Aim of the exercise —
In the entries below, find the lines that contain the word "StatusCode" and copy them.
Start of Exercise material
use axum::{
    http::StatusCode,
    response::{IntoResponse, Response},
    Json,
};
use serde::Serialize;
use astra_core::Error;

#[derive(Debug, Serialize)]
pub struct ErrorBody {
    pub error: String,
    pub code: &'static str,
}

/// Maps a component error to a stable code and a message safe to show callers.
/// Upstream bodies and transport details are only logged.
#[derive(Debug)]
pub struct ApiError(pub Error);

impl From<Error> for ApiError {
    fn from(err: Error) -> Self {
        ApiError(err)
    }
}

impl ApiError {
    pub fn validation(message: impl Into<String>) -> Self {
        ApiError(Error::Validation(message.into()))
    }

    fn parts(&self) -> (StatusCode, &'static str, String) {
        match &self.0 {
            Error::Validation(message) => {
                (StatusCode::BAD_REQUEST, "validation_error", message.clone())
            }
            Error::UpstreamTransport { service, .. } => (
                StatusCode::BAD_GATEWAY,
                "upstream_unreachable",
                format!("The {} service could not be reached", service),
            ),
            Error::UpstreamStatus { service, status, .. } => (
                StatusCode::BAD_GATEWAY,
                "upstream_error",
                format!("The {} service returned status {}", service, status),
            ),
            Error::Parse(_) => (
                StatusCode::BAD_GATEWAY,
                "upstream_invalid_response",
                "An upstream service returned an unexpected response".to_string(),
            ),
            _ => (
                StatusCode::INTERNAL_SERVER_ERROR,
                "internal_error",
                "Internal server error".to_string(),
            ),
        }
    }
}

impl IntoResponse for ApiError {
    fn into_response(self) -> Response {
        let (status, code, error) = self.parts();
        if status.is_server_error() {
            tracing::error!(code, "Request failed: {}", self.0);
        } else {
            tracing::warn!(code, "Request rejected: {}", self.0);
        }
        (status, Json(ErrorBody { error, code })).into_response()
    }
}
End of Exercise material
Start of Exercise material
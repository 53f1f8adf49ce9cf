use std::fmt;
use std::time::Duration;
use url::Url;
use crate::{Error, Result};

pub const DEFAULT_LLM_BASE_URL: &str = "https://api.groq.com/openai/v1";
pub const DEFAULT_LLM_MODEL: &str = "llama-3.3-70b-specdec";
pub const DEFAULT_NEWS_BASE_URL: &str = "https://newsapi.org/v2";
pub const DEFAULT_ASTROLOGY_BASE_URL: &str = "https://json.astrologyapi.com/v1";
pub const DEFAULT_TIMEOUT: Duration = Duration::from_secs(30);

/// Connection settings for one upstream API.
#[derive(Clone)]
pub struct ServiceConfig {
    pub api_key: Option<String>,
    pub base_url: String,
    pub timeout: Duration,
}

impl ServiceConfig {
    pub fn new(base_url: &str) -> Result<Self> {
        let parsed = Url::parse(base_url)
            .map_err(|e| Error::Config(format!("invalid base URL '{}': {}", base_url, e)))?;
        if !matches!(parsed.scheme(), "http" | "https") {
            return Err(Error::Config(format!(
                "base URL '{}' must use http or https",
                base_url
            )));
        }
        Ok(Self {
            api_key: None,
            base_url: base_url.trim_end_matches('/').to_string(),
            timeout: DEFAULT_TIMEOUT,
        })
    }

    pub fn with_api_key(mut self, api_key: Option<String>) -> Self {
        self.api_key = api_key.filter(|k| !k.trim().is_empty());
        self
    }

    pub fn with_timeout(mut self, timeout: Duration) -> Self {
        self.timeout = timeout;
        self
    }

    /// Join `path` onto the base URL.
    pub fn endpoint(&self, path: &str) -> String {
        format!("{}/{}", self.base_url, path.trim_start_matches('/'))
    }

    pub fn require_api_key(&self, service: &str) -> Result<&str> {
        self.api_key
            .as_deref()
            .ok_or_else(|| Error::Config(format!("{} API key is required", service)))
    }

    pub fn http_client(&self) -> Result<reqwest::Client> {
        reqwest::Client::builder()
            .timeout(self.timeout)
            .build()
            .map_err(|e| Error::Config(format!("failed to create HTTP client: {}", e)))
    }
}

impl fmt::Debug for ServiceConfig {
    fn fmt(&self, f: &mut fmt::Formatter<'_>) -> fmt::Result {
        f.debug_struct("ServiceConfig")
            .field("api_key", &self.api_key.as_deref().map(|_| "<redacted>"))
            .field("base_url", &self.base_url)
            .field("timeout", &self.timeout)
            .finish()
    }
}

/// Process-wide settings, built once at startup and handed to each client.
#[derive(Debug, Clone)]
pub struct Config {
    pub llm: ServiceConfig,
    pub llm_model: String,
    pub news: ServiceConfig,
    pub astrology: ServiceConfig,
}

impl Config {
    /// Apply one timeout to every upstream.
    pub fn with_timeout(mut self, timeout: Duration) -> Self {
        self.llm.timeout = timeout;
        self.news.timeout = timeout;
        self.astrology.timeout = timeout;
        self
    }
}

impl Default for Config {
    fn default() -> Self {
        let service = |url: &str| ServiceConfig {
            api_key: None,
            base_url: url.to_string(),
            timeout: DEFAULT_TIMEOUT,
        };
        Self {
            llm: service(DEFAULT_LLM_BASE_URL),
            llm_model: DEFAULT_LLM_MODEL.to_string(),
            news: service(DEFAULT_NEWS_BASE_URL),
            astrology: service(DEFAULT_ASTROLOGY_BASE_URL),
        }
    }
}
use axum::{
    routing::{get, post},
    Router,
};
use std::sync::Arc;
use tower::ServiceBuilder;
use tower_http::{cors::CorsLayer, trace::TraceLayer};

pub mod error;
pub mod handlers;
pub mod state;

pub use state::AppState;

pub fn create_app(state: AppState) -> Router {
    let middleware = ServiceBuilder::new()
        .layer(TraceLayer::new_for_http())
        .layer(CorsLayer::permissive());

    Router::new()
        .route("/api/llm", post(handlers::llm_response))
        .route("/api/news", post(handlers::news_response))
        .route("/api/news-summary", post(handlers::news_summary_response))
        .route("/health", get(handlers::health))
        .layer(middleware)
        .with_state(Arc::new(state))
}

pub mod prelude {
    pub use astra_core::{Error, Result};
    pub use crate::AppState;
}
End of Exercise material
Start of Exercise material
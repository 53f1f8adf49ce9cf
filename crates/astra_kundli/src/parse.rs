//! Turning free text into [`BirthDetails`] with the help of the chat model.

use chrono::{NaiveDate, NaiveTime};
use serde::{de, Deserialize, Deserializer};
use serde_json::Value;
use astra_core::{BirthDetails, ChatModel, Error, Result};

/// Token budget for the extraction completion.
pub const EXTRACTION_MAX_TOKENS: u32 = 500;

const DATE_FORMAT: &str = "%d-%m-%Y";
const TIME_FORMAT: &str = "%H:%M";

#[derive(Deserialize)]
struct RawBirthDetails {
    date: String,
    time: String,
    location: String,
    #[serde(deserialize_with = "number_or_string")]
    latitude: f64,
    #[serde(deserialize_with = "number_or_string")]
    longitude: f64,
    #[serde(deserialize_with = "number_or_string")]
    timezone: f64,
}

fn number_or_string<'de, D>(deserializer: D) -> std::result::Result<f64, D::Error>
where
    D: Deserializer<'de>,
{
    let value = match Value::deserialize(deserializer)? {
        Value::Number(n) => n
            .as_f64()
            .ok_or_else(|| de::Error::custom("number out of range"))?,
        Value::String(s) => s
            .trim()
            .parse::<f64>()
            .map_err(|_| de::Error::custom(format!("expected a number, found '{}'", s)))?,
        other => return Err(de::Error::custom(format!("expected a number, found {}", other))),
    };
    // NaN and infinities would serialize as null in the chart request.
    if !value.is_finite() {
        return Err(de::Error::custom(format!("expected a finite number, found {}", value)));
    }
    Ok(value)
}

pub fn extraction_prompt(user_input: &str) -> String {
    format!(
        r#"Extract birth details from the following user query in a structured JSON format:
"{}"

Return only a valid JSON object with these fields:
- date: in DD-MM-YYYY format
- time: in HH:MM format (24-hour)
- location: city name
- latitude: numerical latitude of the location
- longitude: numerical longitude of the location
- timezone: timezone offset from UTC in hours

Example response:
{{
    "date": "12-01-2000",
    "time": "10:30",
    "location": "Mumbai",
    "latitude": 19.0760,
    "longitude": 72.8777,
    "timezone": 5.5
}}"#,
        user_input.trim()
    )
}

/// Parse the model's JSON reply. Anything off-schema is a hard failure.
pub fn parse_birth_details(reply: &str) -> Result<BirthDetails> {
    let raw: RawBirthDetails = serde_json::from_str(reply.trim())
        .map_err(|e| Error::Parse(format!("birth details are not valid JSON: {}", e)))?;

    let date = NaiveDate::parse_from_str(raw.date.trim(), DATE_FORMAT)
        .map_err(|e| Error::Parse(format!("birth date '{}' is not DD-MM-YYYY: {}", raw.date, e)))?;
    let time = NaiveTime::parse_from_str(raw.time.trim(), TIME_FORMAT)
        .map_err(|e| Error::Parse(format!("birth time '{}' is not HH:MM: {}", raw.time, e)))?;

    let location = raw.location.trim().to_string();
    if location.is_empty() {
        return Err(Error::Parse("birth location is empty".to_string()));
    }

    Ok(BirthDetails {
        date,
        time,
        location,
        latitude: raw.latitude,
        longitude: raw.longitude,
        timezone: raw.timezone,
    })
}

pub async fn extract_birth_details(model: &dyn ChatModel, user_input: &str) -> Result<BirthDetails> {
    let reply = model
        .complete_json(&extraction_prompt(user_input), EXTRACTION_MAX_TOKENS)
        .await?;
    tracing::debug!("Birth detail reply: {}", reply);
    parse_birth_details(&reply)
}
End of Exercise material
Task output —
    http::StatusCode,
    fn parts(&self) -> (StatusCode, &'static str, String) {
                (StatusCode::BAD_REQUEST, "validation_error", message.clone())
                StatusCode::BAD_GATEWAY,
                StatusCode::BAD_GATEWAY,
                StatusCode::BAD_GATEWAY,
                StatusCode::INTERNAL_SERVER_ERROR,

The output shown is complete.